Source records:
════════════════
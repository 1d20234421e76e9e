//! Ruleset - validated, immutable game configuration
//!
//! [`RulesetConfig`] is the wire/settings form and keeps the short field names
//! used by exported replays (`clearDelay`, `gDelay`, `DAS`, ...). A
//! [`Ruleset`] can only be obtained through validation, so the simulation
//! never sees an out-of-range value. Simulations hold it behind an `Arc` and
//! replace it whole when settings change.

use serde::{Deserialize, Serialize};
use thiserror::Error;

use crate::randomizer::RandomizerKind;
use crate::types::{
    PieceSetId, DEFAULT_ARR_MS, DEFAULT_ATTACK_TABLE, DEFAULT_COMBO_TABLE, DEFAULT_DAS_MS,
    DEFAULT_GARBAGE_DELAY_MS, DEFAULT_LOCK_DELAY_MS,
};

/// Gravity interval in milliseconds per row for levels 1..=19.
const GRAVITY_MS: [u32; 19] = [
    1000, 793, 618, 473, 355, 262, 190, 135, 94, 64, 43, 28, 18, 11, 7, 4, 3, 2, 1,
];

/// Highest gravity level; drops the piece to the floor every step.
pub const MAX_GRAVITY_LEVEL: u8 = 20;

#[derive(Debug, Clone, PartialEq, Serialize, Deserialize)]
#[serde(rename_all = "camelCase", default)]
pub struct RulesetConfig {
    /// Delay between a clearing lock and the next spawn.
    pub clear_delay: u32,
    /// Randomizer id, see [`RandomizerKind`].
    pub rnd: u8,
    pub show_previews: u8,
    pub hold_enabled: bool,
    pub base_block_set: u8,
    pub gravity_lvl: u8,
    /// `[lockDelay, maxLockDelayWithoutLock, maxWithoutLock]` in ms.
    pub lock_delay: [u32; 3],
    /// Percent chance that the garbage hole moves between rows.
    pub mess: u8,
    pub gap_w: u8,
    pub g_inv: bool,
    pub g_delay: u32,
    pub gblock: u8,
    pub tsd_only: bool,
    /// Strip combo attack once a four-wide well has been fed four times in a row.
    pub no_four_wide: bool,
    pub all_spin: u8,
    /// Maximum pieces per second; 0 disables the limit.
    pub speed_limit: f64,
    pub score_mult: f64,
    pub ghost: bool,
    #[serde(rename = "DAS")]
    pub das: u32,
    #[serde(rename = "ARR")]
    pub arr: u32,
    pub clear_lines: bool,
    pub solid_attack: bool,
    /// Seconds between solid garbage rows; the last entry repeats.
    pub sg_profile: Vec<f64>,
    pub lines_attack: [u8; 11],
    pub combo_attack: [u8; 13],
}

impl Default for RulesetConfig {
    fn default() -> Self {
        Self {
            clear_delay: 0,
            rnd: 0,
            show_previews: 5,
            hold_enabled: true,
            base_block_set: 0,
            gravity_lvl: 1,
            lock_delay: DEFAULT_LOCK_DELAY_MS,
            mess: 0,
            gap_w: 1,
            g_inv: false,
            g_delay: DEFAULT_GARBAGE_DELAY_MS,
            gblock: 0,
            tsd_only: false,
            no_four_wide: false,
            all_spin: 0,
            speed_limit: 0.0,
            score_mult: 1.0,
            ghost: true,
            das: DEFAULT_DAS_MS,
            arr: DEFAULT_ARR_MS,
            clear_lines: true,
            solid_attack: false,
            sg_profile: Vec::new(),
            lines_attack: DEFAULT_ATTACK_TABLE,
            combo_attack: DEFAULT_COMBO_TABLE,
        }
    }
}

#[derive(Debug, Clone, PartialEq, Error)]
pub enum RulesetError {
    #[error("{field} out of range: {value}")]
    OutOfRange { field: &'static str, value: String },
    #[error("lock delay triple must satisfy lockDelay <= maxLockDelayWithoutLock <= maxWithoutLock, got {0:?}")]
    LockDelayOrder([u32; 3]),
    #[error("invalid ruleset json: {0}")]
    Json(String),
}

#[derive(Debug, Clone, Copy, PartialEq, Eq)]
pub enum AllSpinMode {
    Off,
    On,
}

/// How outgoing attack interacts with pending garbage (`gblock`).
#[derive(Debug, Clone, Copy, PartialEq, Eq)]
pub enum GarbageBlocking {
    /// Attack cancels pending garbage; the remainder is sent.
    Full,
    /// Attack cancels pending garbage but nothing is sent while garbage was pending.
    Limited,
    /// Attack never cancels; everything is sent.
    None,
}

#[derive(Debug, Clone, Copy, PartialEq, Eq)]
pub enum Gravity {
    Off,
    /// Milliseconds per row.
    Interval(u32),
    /// Piece falls to the floor every step.
    Instant,
}

/// Validated configuration.
///
/// Dereferences to the [`RulesetConfig`] it was built from; there is no
/// mutable access.
#[derive(Debug, Clone, PartialEq)]
pub struct Ruleset {
    config: RulesetConfig,
    block_set: PieceSetId,
    randomizer: RandomizerKind,
    spin_mode: AllSpinMode,
    blocking: GarbageBlocking,
    gravity: Gravity,
}

fn check<T: PartialOrd + ToString>(
    field: &'static str,
    value: T,
    ok: impl FnOnce(&T) -> bool,
) -> Result<(), RulesetError> {
    if ok(&value) {
        Ok(())
    } else {
        Err(RulesetError::OutOfRange {
            field,
            value: value.to_string(),
        })
    }
}

impl Ruleset {
    pub fn new(config: RulesetConfig) -> Result<Self, RulesetError> {
        check("clearDelay", config.clear_delay, |v| *v <= 5_000)?;
        check("showPreviews", config.show_previews, |v| *v <= 10)?;
        check("gravityLvl", config.gravity_lvl, |v| *v <= MAX_GRAVITY_LEVEL)?;
        check("mess", config.mess, |v| *v <= 100)?;
        check("gapW", config.gap_w, |v| (1..=9).contains(v))?;
        check("gDelay", config.g_delay, |v| *v <= 60_000)?;
        check("speedLimit", config.speed_limit, |v| v.is_finite() && *v >= 0.0)?;
        check("scoreMult", config.score_mult, |v| v.is_finite() && *v > 0.0)?;
        check("DAS", config.das, |v| *v <= 5_000)?;
        check("ARR", config.arr, |v| *v <= 5_000)?;
        for &entry in &config.sg_profile {
            check("sgProfile", entry, |v| v.is_finite() && *v > 0.0)?;
        }

        let [lock, max_lock, max_total] = config.lock_delay;
        if !(lock <= max_lock && max_lock <= max_total && max_total > 0) {
            return Err(RulesetError::LockDelayOrder(config.lock_delay));
        }

        let out_of_range = |field: &'static str, value: u8| RulesetError::OutOfRange {
            field,
            value: value.to_string(),
        };
        let randomizer =
            RandomizerKind::from_id(config.rnd).ok_or_else(|| out_of_range("rnd", config.rnd))?;
        let block_set = PieceSetId::from_id(config.base_block_set)
            .ok_or_else(|| out_of_range("baseBlockSet", config.base_block_set))?;
        let spin_mode = match config.all_spin {
            0 => AllSpinMode::Off,
            1 => AllSpinMode::On,
            other => return Err(out_of_range("allSpin", other)),
        };
        let blocking = match config.gblock {
            0 => GarbageBlocking::Full,
            1 => GarbageBlocking::Limited,
            2 => GarbageBlocking::None,
            other => return Err(out_of_range("gblock", other)),
        };
        let gravity = match config.gravity_lvl {
            0 => Gravity::Off,
            MAX_GRAVITY_LEVEL => Gravity::Instant,
            level => Gravity::Interval(GRAVITY_MS[level as usize - 1]),
        };

        Ok(Self {
            config,
            block_set,
            randomizer,
            spin_mode,
            blocking,
            gravity,
        })
    }

    pub fn from_json(json: &str) -> Result<Self, RulesetError> {
        let config: RulesetConfig =
            serde_json::from_str(json).map_err(|e| RulesetError::Json(e.to_string()))?;
        Self::new(config)
    }

    pub fn config(&self) -> &RulesetConfig {
        &self.config
    }

    pub fn block_set(&self) -> PieceSetId {
        self.block_set
    }

    pub fn randomizer(&self) -> RandomizerKind {
        self.randomizer
    }

    pub fn all_spin(&self) -> AllSpinMode {
        self.spin_mode
    }

    pub fn blocking(&self) -> GarbageBlocking {
        self.blocking
    }

    pub fn gravity(&self) -> Gravity {
        self.gravity
    }

    pub fn lock_delay(&self) -> u32 {
        self.config.lock_delay[0]
    }

    pub fn max_lock_delay(&self) -> u32 {
        self.config.lock_delay[1]
    }

    pub fn max_without_lock(&self) -> u32 {
        self.config.lock_delay[2]
    }

    /// Minimum time between hard drops, if a speed limit is set.
    pub fn min_drop_interval_ms(&self) -> Option<u32> {
        (self.config.speed_limit > 0.0).then(|| (1000.0 / self.config.speed_limit) as u32)
    }

    /// Time of the `n`-th (0-based) solid garbage row, in ms since start.
    pub fn solid_garbage_at(&self, n: usize) -> Option<u32> {
        let profile = &self.config.sg_profile;
        let last = *profile.last()?;
        let listed: f64 = profile.iter().take(n + 1).sum();
        let repeats = (n + 1).saturating_sub(profile.len()) as f64;
        Some(((listed + repeats * last) * 1000.0).round() as u32)
    }
}

impl Default for Ruleset {
    fn default() -> Self {
        Self {
            config: RulesetConfig::default(),
            block_set: PieceSetId::Standard,
            randomizer: RandomizerKind::Bag7,
            spin_mode: AllSpinMode::Off,
            blocking: GarbageBlocking::Full,
            gravity: Gravity::Interval(GRAVITY_MS[0]),
        }
    }
}

impl std::ops::Deref for Ruleset {
    type Target = RulesetConfig;

    fn deref(&self) -> &RulesetConfig {
        &self.config
    }
}

/// Soft drop speed, by replay `softDropId`.
#[derive(Debug, Clone, Copy, PartialEq, Eq)]
pub enum SoftDropSpeed {
    /// Milliseconds per row.
    Interval(u32),
    /// Rows moved on every simulation step.
    RowsPerStep(u8),
}

impl SoftDropSpeed {
    pub fn from_id(id: u8) -> Option<Self> {
        match id {
            0 => Some(SoftDropSpeed::Interval(50)),
            1 => Some(SoftDropSpeed::Interval(8)),
            2 => Some(SoftDropSpeed::RowsPerStep(1)),
            3 => Some(SoftDropSpeed::RowsPerStep(2)),
            4 => Some(SoftDropSpeed::RowsPerStep(20)),
            _ => None,
        }
    }
}

#[cfg(test)]
mod tests {
    use super::*;

    #[test]
    fn default_config_is_valid() {
        let ruleset = Ruleset::new(RulesetConfig::default()).unwrap();
        assert_eq!(ruleset, Ruleset::default());
        assert_eq!(ruleset.gravity(), Gravity::Interval(1000));
        assert_eq!(ruleset.das, 133);
    }

    #[test]
    fn rejects_out_of_range_values() {
        let bad = [
            RulesetConfig {
                gap_w: 0,
                ..Default::default()
            },
            RulesetConfig {
                gap_w: 10,
                ..Default::default()
            },
            RulesetConfig {
                rnd: 6,
                ..Default::default()
            },
            RulesetConfig {
                score_mult: 0.0,
                ..Default::default()
            },
            RulesetConfig {
                speed_limit: f64::NAN,
                ..Default::default()
            },
            RulesetConfig {
                gravity_lvl: 21,
                ..Default::default()
            },
            RulesetConfig {
                gblock: 3,
                ..Default::default()
            },
            RulesetConfig {
                base_block_set: 9,
                ..Default::default()
            },
        ];
        for config in bad {
            assert!(
                matches!(Ruleset::new(config.clone()), Err(RulesetError::OutOfRange { .. })),
                "{config:?}"
            );
        }
    }

    #[test]
    fn rejects_unordered_lock_delay() {
        let config = RulesetConfig {
            lock_delay: [600, 500, 20_000],
            ..Default::default()
        };
        assert_eq!(
            Ruleset::new(config),
            Err(RulesetError::LockDelayOrder([600, 500, 20_000]))
        );
    }

    #[test]
    fn parses_short_field_names() {
        let json = r#"{"DAS": 100, "ARR": 0, "gDelay": 1000, "allSpin": 1,
            "gravityLvl": 20, "noFourWide": true}"#;
        let ruleset = Ruleset::from_json(json).unwrap();
        assert!(ruleset.no_four_wide);
        assert_eq!(ruleset.das, 100);
        assert_eq!(ruleset.arr, 0);
        assert_eq!(ruleset.g_delay, 1000);
        assert_eq!(ruleset.all_spin(), AllSpinMode::On);
        assert_eq!(ruleset.gravity(), Gravity::Instant);
        assert!(Ruleset::from_json("{").is_err());
    }

    #[test]
    fn solid_garbage_profile_repeats_last_entry() {
        let ruleset = Ruleset::new(RulesetConfig {
            sg_profile: vec![10.0, 5.0],
            ..Default::default()
        })
        .unwrap();
        assert_eq!(ruleset.solid_garbage_at(0), Some(10_000));
        assert_eq!(ruleset.solid_garbage_at(1), Some(15_000));
        assert_eq!(ruleset.solid_garbage_at(2), Some(20_000));
        assert_eq!(Ruleset::default().solid_garbage_at(0), None);
    }

    #[test]
    fn speed_limit_interval() {
        let ruleset = Ruleset::new(RulesetConfig {
            speed_limit: 4.0,
            ..Default::default()
        })
        .unwrap();
        assert_eq!(ruleset.min_drop_interval_ms(), Some(250));
        assert_eq!(Ruleset::default().min_drop_interval_ms(), None);
    }
}
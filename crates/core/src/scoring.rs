//! Scoring module - clear types, points, attack and back-to-back tracking
//!
//! Rules:
//! - Points come from [`ScoringAction::points`], plus the action's back-to-back
//!   bonus when the previous clear was also eligible.
//! - Combo bonus is `50 * (combo - 1)` points, where `combo` counts consecutive
//!   clearing placements (1 after the first).
//! - Line attack is the ruleset attack table entry for the clear type; a
//!   perfect clear replaces it with entry 9. Back-to-back adds entry 10 and the
//!   combo table adds `combo_attack[min(combo - 1, 12)]`.
//! - Back-to-back becomes the clear's eligibility on every clearing lock and is
//!   left alone by zero-line locks. Combo resets only on zero-line locks.

use crate::types::{ScoringAction, SpinKind};

/// Attack table index of the back-to-back bonus.
const B2B_ATTACK_INDEX: usize = 10;

/// Clear type for a lock, or `None` for a plain placement.
///
/// `lines` is in logical rows (already divided by the piece set scale).
/// A spin clearing four or more rows scores as the plain clear.
pub fn clear_type(lines: u8, spin: SpinKind) -> Option<ScoringAction> {
    let mini = spin.is_mini();
    let spun = spin.is_spin();
    let action = match lines {
        0 if !spun => return None,
        0 if mini => ScoringAction::TSpinMini,
        0 => ScoringAction::TSpin,
        1 if mini => ScoringAction::TSpinMiniSingle,
        1 if spun => ScoringAction::TSpinSingle,
        1 => ScoringAction::Clear1,
        2 if spun => ScoringAction::TSpinDouble,
        2 => ScoringAction::Clear2,
        3 if spun => ScoringAction::TSpinTriple,
        3 => ScoringAction::Clear3,
        4 => ScoringAction::Clear4,
        _ => ScoringAction::Clear5,
    };
    Some(action)
}

/// Base points plus the back-to-back bonus when the chain continues.
pub fn score(action: ScoringAction, was_b2b: bool) -> u32 {
    let bonus = match action.b2b_bonus() {
        Some(bonus) if was_b2b => bonus,
        _ => 0,
    };
    action.points() + bonus
}

pub fn combo_bonus(combo: u32) -> u32 {
    ScoringAction::Combo.points() * combo.saturating_sub(1)
}

/// New back-to-back flag after a lock.
pub fn update_b2b(was_b2b: bool, lines: u8, action: Option<ScoringAction>) -> bool {
    if lines == 0 {
        return was_b2b;
    }
    action.is_some_and(ScoringAction::is_b2b_eligible)
}

/// Attack and combo tables of a ruleset.
#[derive(Debug, Clone, Copy)]
pub struct AttackTables<'a> {
    pub lines: &'a [u8; 11],
    pub combo: &'a [u8; 13],
}

/// Attack generated by a single lock, before cancellation.
#[derive(Debug, Clone, Copy, PartialEq, Eq)]
pub struct AttackEvent {
    /// Line attack plus back-to-back bonus plus combo attack.
    pub attack: u8,
    pub combo_attack: u8,
    pub kind: ScoringAction,
    pub b2b: bool,
    pub combo: u32,
}

pub fn line_attack(
    action: ScoringAction,
    perfect_clear: bool,
    combo: u32,
    b2b_applied: bool,
    tables: AttackTables<'_>,
) -> AttackEvent {
    let base = if perfect_clear {
        tables.lines[ScoringAction::PerfectClear.attack_index().unwrap_or(9)]
    } else {
        action.attack_index().map_or(0, |i| tables.lines[i])
    };
    let b2b = if b2b_applied {
        tables.lines[B2B_ATTACK_INDEX]
    } else {
        0
    };
    let combo_index = (combo.saturating_sub(1) as usize).min(tables.combo.len() - 1);
    let combo_attack = if combo == 0 {
        0
    } else {
        tables.combo[combo_index]
    };
    AttackEvent {
        attack: base.saturating_add(b2b).saturating_add(combo_attack),
        combo_attack,
        kind: action,
        b2b: b2b_applied,
        combo,
    }
}

/// Running combo / back-to-back state of a simulation.
#[derive(Debug, Clone, Copy, PartialEq, Eq, Default)]
pub struct ScoreState {
    pub b2b: bool,
    pub combo: u32,
}

/// Everything a single lock contributes.
#[derive(Debug, Clone, Copy, PartialEq, Eq)]
pub struct LockScore {
    pub action: Option<ScoringAction>,
    pub points: u32,
    pub b2b_applied: bool,
    pub attack: Option<AttackEvent>,
}

/// Score a lock and advance the combo/back-to-back state.
///
/// `multiplier` is the ruleset score multiplier; the rounded product is kept.
pub fn evaluate_lock(
    state: &mut ScoreState,
    lines: u8,
    spin: SpinKind,
    perfect_clear: bool,
    multiplier: f64,
    tables: AttackTables<'_>,
) -> LockScore {
    let action = clear_type(lines, spin);
    let was_b2b = state.b2b;
    let b2b_applied = lines > 0 && was_b2b && action.is_some_and(ScoringAction::is_b2b_eligible);

    if lines > 0 {
        state.combo += 1;
    } else {
        state.combo = 0;
    }
    state.b2b = update_b2b(was_b2b, lines, action);

    let mut points = action.map_or(0, |a| score(a, was_b2b && lines > 0));
    if lines > 0 {
        points += combo_bonus(state.combo);
    }
    if perfect_clear {
        points += ScoringAction::PerfectClear.points();
    }
    let points = (points as f64 * multiplier).round() as u32;

    let attack = match action {
        Some(action) if lines > 0 => Some(line_attack(
            action,
            perfect_clear,
            state.combo,
            b2b_applied,
            tables,
        )),
        _ => None,
    };

    LockScore {
        action,
        points,
        b2b_applied,
        attack,
    }
}

#[cfg(test)]
mod tests {
    use super::*;
    use crate::types::{DEFAULT_ATTACK_TABLE, DEFAULT_COMBO_TABLE};

    fn tables() -> AttackTables<'static> {
        AttackTables {
            lines: &DEFAULT_ATTACK_TABLE,
            combo: &DEFAULT_COMBO_TABLE,
        }
    }

    #[test]
    fn clear_types() {
        assert_eq!(clear_type(0, SpinKind::None), None);
        assert_eq!(clear_type(0, SpinKind::TSpin), Some(ScoringAction::TSpin));
        assert_eq!(clear_type(0, SpinKind::TSpinMini), Some(ScoringAction::TSpinMini));
        assert_eq!(clear_type(1, SpinKind::None), Some(ScoringAction::Clear1));
        assert_eq!(clear_type(1, SpinKind::TSpinMini), Some(ScoringAction::TSpinMiniSingle));
        assert_eq!(clear_type(2, SpinKind::TSpinMini), Some(ScoringAction::TSpinDouble));
        assert_eq!(clear_type(3, SpinKind::TSpin), Some(ScoringAction::TSpinTriple));
        assert_eq!(clear_type(2, SpinKind::AllSpin), Some(ScoringAction::TSpinDouble));
        assert_eq!(clear_type(4, SpinKind::None), Some(ScoringAction::Clear4));
        assert_eq!(clear_type(5, SpinKind::None), Some(ScoringAction::Clear5));
    }

    #[test]
    fn b2b_bonus_only_for_eligible_clears() {
        assert_eq!(score(ScoringAction::Clear4, false), 800);
        assert_eq!(score(ScoringAction::Clear4, true), 1200);
        assert_eq!(score(ScoringAction::Clear2, true), 300);
        assert_eq!(score(ScoringAction::TSpinTriple, true), 2400);
    }

    #[test]
    fn combo_bonus_grows_after_first_clear() {
        assert_eq!(combo_bonus(0), 0);
        assert_eq!(combo_bonus(1), 0);
        assert_eq!(combo_bonus(2), 50);
        assert_eq!(combo_bonus(5), 200);
    }

    #[test]
    fn single_clear_starts_combo_and_leaves_b2b() {
        let mut state = ScoreState {
            b2b: true,
            combo: 0,
        };
        let result = evaluate_lock(&mut state, 1, SpinKind::None, false, 1.0, tables());
        assert_eq!(result.action, Some(ScoringAction::Clear1));
        assert_eq!(result.points, 100);
        assert_eq!(state.combo, 1);
        // Singles are not eligible, so the chain breaks on a clearing lock.
        assert!(!state.b2b);
        assert_eq!(result.attack.unwrap().attack, 0);
    }

    #[test]
    fn zero_line_lock_resets_combo_only() {
        let mut state = ScoreState {
            b2b: true,
            combo: 4,
        };
        let result = evaluate_lock(&mut state, 0, SpinKind::None, false, 1.0, tables());
        assert_eq!(result.action, None);
        assert_eq!(result.points, 0);
        assert!(result.attack.is_none());
        assert_eq!(state.combo, 0);
        assert!(state.b2b);
    }

    #[test]
    fn tst_chain_applies_b2b_on_second_lock() {
        let mut state = ScoreState::default();
        let first = evaluate_lock(&mut state, 3, SpinKind::TSpin, false, 1.0, tables());
        assert_eq!(first.action, Some(ScoringAction::TSpinTriple));
        assert!(!first.b2b_applied);
        assert_eq!(first.points, 1600);
        assert_eq!(first.attack.unwrap().attack, 6);

        let second = evaluate_lock(&mut state, 3, SpinKind::TSpin, false, 1.0, tables());
        assert!(second.b2b_applied);
        // 1600 + 800 back-to-back + 50 combo bonus
        assert_eq!(second.points, 2450);
        // 6 lines + 1 b2b + combo_attack[1] = 0
        assert_eq!(second.attack.unwrap().attack, 7);
        assert!(state.b2b);

        let third = evaluate_lock(&mut state, 1, SpinKind::None, false, 1.0, tables());
        assert_eq!(third.action, Some(ScoringAction::Clear1));
        assert!(!third.b2b_applied);
        assert!(!state.b2b);
        assert_eq!(state.combo, 3);
    }

    #[test]
    fn perfect_clear_replaces_line_attack() {
        let mut state = ScoreState::default();
        let result = evaluate_lock(&mut state, 2, SpinKind::None, true, 1.0, tables());
        let attack = result.attack.unwrap();
        assert_eq!(attack.attack, 10);
        assert_eq!(result.points, 300 + 300);
    }

    #[test]
    fn combo_attack_uses_capped_table() {
        let mut state = ScoreState {
            b2b: false,
            combo: 20,
        };
        let result = evaluate_lock(&mut state, 1, SpinKind::None, false, 1.0, tables());
        assert_eq!(result.attack.unwrap().combo_attack, 5);
    }

    #[test]
    fn first_clear_takes_the_first_combo_entry() {
        let mut state = ScoreState::default();
        let sent: Vec<u8> = (0..3)
            .map(|_| {
                let result = evaluate_lock(&mut state, 1, SpinKind::None, false, 1.0, tables());
                result.attack.unwrap().combo_attack
            })
            .collect();
        assert_eq!(sent, DEFAULT_COMBO_TABLE[..3]);
        assert_eq!(state.combo, 3);
    }

    #[test]
    fn score_multiplier_rounds() {
        let mut state = ScoreState::default();
        let result = evaluate_lock(&mut state, 4, SpinKind::None, false, 1.5, tables());
        assert_eq!(result.points, 1200);
    }
}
════════════════
== Problem ==
Report how many lines in the records above contain the word "PieceSetId", giving only the number.

== Reply ==
5